Verfahren zum Nachweis oder zur Erzeugung eines spezifischen Aminosäurebindungsmotivs für einen TCR zur Verfügung, umfassend die Durchführung des Verfahrens nach einem der Ansprüche 1 bis 7, umfassend einen vorgewählten TCR, und den zusätzlichen Schritt zum Bestimmen und Vergleichen der Aminosäuresequenzen jener Peptidliganden in den Peptidliganden/MHC-Molekülkomplexen, für die eine TCR-Bindung nachgewiesen wurde, wodurch das spezifische Aminosäurebindungsmotiv für den vorgewählten TCR identifiziert wird.
Verfahren nach Anspruch 8, wobei die Peptidliganden/MHC-Molekülkomplexe in parallelen Assayreaktionen mit unterschiedlichen Konzentrationen verwendet werden, vorzugsweise wobei die Verfahrensschritte wiederholt werden, umfassend einen Pool von Peptiden, bestehend aus modifizierten Aminosäurebindungsmotiven für den vorgewählten TCR, wie identifiziert.

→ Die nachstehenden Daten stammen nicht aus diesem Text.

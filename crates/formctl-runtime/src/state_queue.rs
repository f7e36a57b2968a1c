#![forbid(unsafe_code)]

//! Batched state notifications.
//!
//! Patches enqueued during one synchronous burst are merged per key, last
//! write wins, and delivered to the state subject as a single notification
//! from a microtask. An urgent enqueue delivers everything pending right away.
//!
//! # Invariants
//!
//! - At most one flush microtask is outstanding per queue.
//! - A flush with nothing pending notifies nobody.
//! - Patches merge in enqueue order, so a later patch overrides an earlier
//!   one key by key; nested values are replaced, never deep-merged.

use std::cell::{Cell, RefCell};
use std::fmt;
use std::rc::{Rc, Weak};

use formctl_core::{Subject, Subscription};

use crate::scheduler::Scheduler;

/// A partial state that can absorb a newer partial.
pub trait Merge: Default + 'static {
    /// Overwrite every key present in `newer`.
    fn merge(&mut self, newer: Self);

    /// Whether no key is set.
    fn is_empty(&self) -> bool;
}

struct QueueInner<P> {
    pending: RefCell<Vec<P>>,
    scheduled: Cell<bool>,
    flushes: Cell<u64>,
    subject: Subject<P>,
    scheduler: Scheduler,
}

impl<P: Merge> QueueInner<P> {
    fn flush(&self) -> bool {
        let pending = std::mem::take(&mut *self.pending.borrow_mut());
        if pending.is_empty() {
            return false;
        }
        let count = pending.len();
        let merged = pending.into_iter().fold(P::default(), |mut acc, patch| {
            acc.merge(patch);
            acc
        });
        self.flushes.set(self.flushes.get() + 1);
        tracing::debug!(patches = count, flush = self.flushes.get(), "state flush");
        self.subject.next(&merged);
        true
    }
}

/// Merging queue in front of a state [`Subject`].
pub struct StateUpdateQueue<P> {
    inner: Rc<QueueInner<P>>,
}

impl<P> Clone for StateUpdateQueue<P> {
    fn clone(&self) -> Self {
        Self {
            inner: Rc::clone(&self.inner),
        }
    }
}

impl<P> fmt::Debug for StateUpdateQueue<P> {
    fn fmt(&self, f: &mut fmt::Formatter<'_>) -> fmt::Result {
        f.debug_struct("StateUpdateQueue")
            .field("pending", &self.inner.pending.borrow().len())
            .field("scheduled", &self.inner.scheduled.get())
            .field("flushes", &self.inner.flushes.get())
            .finish()
    }
}

impl<P: Merge> StateUpdateQueue<P> {
    #[must_use]
    pub fn new(scheduler: Scheduler, subject: Subject<P>) -> Self {
        Self {
            inner: Rc::new(QueueInner {
                pending: RefCell::new(Vec::new()),
                scheduled: Cell::new(false),
                flushes: Cell::new(0),
                subject,
                scheduler,
            }),
        }
    }

    /// Queue `patch`. Urgent patches flush synchronously along with anything
    /// already pending.
    pub fn enqueue(&self, patch: P, urgent: bool) {
        self.inner.pending.borrow_mut().push(patch);
        if urgent {
            self.inner.flush();
            return;
        }
        if self.inner.scheduled.replace(true) {
            return;
        }
        let weak: Weak<QueueInner<P>> = Rc::downgrade(&self.inner);
        self.inner.scheduler.queue_microtask(move || {
            if let Some(inner) = weak.upgrade() {
                inner.scheduled.set(false);
                inner.flush();
            }
        });
    }

    /// Deliver pending patches now. Returns whether anything was delivered.
    pub fn flush(&self) -> bool {
        self.inner.flush()
    }

    /// Drop pending patches without notifying.
    pub fn clear(&self) {
        let dropped = std::mem::take(&mut *self.inner.pending.borrow_mut()).len();
        if dropped > 0 {
            tracing::debug!(dropped, "state queue cleared");
        }
    }

    #[must_use]
    pub fn pending_len(&self) -> usize {
        self.inner.pending.borrow().len()
    }

    #[must_use]
    pub fn is_scheduled(&self) -> bool {
        self.inner.scheduled.get()
    }

    /// Notifications delivered so far.
    #[must_use]
    pub fn flush_count(&self) -> u64 {
        self.inner.flushes.get()
    }

    pub fn subscribe(&self, observer: impl Fn(&P) + 'static) -> Subscription {
        self.inner.subject.subscribe(observer)
    }

    #[must_use]
    pub fn subject(&self) -> &Subject<P> {
        &self.inner.subject
    }
}

#[cfg(test)]
mod tests {
    use super::*;
    use std::collections::BTreeMap;

    #[derive(Debug, Clone, Default, PartialEq)]
    struct Patch(BTreeMap<&'static str, i32>);

    impl Patch {
        fn of(entries: &[(&'static str, i32)]) -> Self {
            Self(entries.iter().copied().collect())
        }
    }

    impl Merge for Patch {
        fn merge(&mut self, newer: Self) {
            self.0.extend(newer.0);
        }

        fn is_empty(&self) -> bool {
            self.0.is_empty()
        }
    }

    fn queue() -> (Scheduler, StateUpdateQueue<Patch>, Rc<RefCell<Vec<Patch>>>) {
        let scheduler = Scheduler::new();
        let queue = StateUpdateQueue::new(scheduler.clone(), Subject::new("state"));
        let seen = Rc::new(RefCell::new(Vec::new()));
        let sink = Rc::clone(&seen);
        let _ = queue.subscribe(move |p: &Patch| sink.borrow_mut().push(p.clone()));
        (scheduler, queue, seen)
    }

    #[test]
    fn burst_merges_into_one_notification() {
        let (scheduler, queue, seen) = queue();
        queue.enqueue(Patch::of(&[("a", 1)]), false);
        queue.enqueue(Patch::of(&[("b", 2)]), false);
        queue.enqueue(Patch::of(&[("a", 3)]), false);
        assert_eq!(scheduler.pending_microtasks(), 1);
        assert!(seen.borrow().is_empty());
        scheduler.run_microtasks();
        assert_eq!(*seen.borrow(), vec![Patch::of(&[("a", 3), ("b", 2)])]);
    }

    #[test]
    fn urgent_flushes_everything_synchronously() {
        let (scheduler, queue, seen) = queue();
        queue.enqueue(Patch::of(&[("a", 1)]), false);
        queue.enqueue(Patch::of(&[("b", 2)]), false);
        queue.enqueue(Patch::of(&[("c", 3)]), true);
        assert_eq!(*seen.borrow(), vec![Patch::of(&[("a", 1), ("b", 2), ("c", 3)])]);
        scheduler.run_microtasks();
        assert_eq!(seen.borrow().len(), 1);
    }

    #[test]
    fn empty_flush_is_silent() {
        let (_scheduler, queue, seen) = queue();
        assert!(!queue.flush());
        assert!(seen.borrow().is_empty());
        assert_eq!(queue.flush_count(), 0);
    }

    #[test]
    fn clear_drops_pending() {
        let (scheduler, queue, seen) = queue();
        queue.enqueue(Patch::of(&[("a", 1)]), false);
        queue.clear();
        scheduler.run_microtasks();
        assert!(seen.borrow().is_empty());
    }

    #[test]
    fn next_burst_schedules_again() {
        let (scheduler, queue, seen) = queue();
        queue.enqueue(Patch::of(&[("a", 1)]), false);
        scheduler.run_microtasks();
        queue.enqueue(Patch::of(&[("a", 2)]), false);
        assert!(queue.is_scheduled());
        scheduler.run_microtasks();
        assert_eq!(seen.borrow().len(), 2);
    }
}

Verfahren zum Nachweis oder zur Bestimmung der Kreuzreaktivität eines TCR, umfassend die Durchführung des Verfahrens nach Anspruch 9 und den zusätzlichen Schritt des Bestimmens und Vergleichens der Aminosäuresequenzen dieser Peptidliganden in den Peptidliganden/MHC-Molekülkomplexen, für die eine TCR-Bindung nachgewiesen wurde, wodurch die Kreuzreaktivität des TCR identifiziert wird.
Verfahren zum Nachweis oder zur Bestimmung der Kreuzreaktivität eines TCR, umfassend die Durchführung des Verfahrens nach einem der Ansprüche 1 bis 7, umfassend einen vorgewählten TCR und den zusätzlichen Schritt des Bestimmens und Vergleichens der Aminosäuresequenzen dieser Peptidliganden in den Peptidliganden/MHC-Molekülkomplexen, für die eine TCR-Bindung nachgewiesen wurde, wodurch die Kreuzreaktivität des TCR identifiziert wird.
Verfahren gemäß einem der Ansprüche 1 bis 11, ferner umfassend den Schritt des Messens der T-Zell-Aktivierung, umfassend einen TCR und einen TCR-bindenden Peptidliganden/MHC-Molekül-Komplex, der den TCR bindet.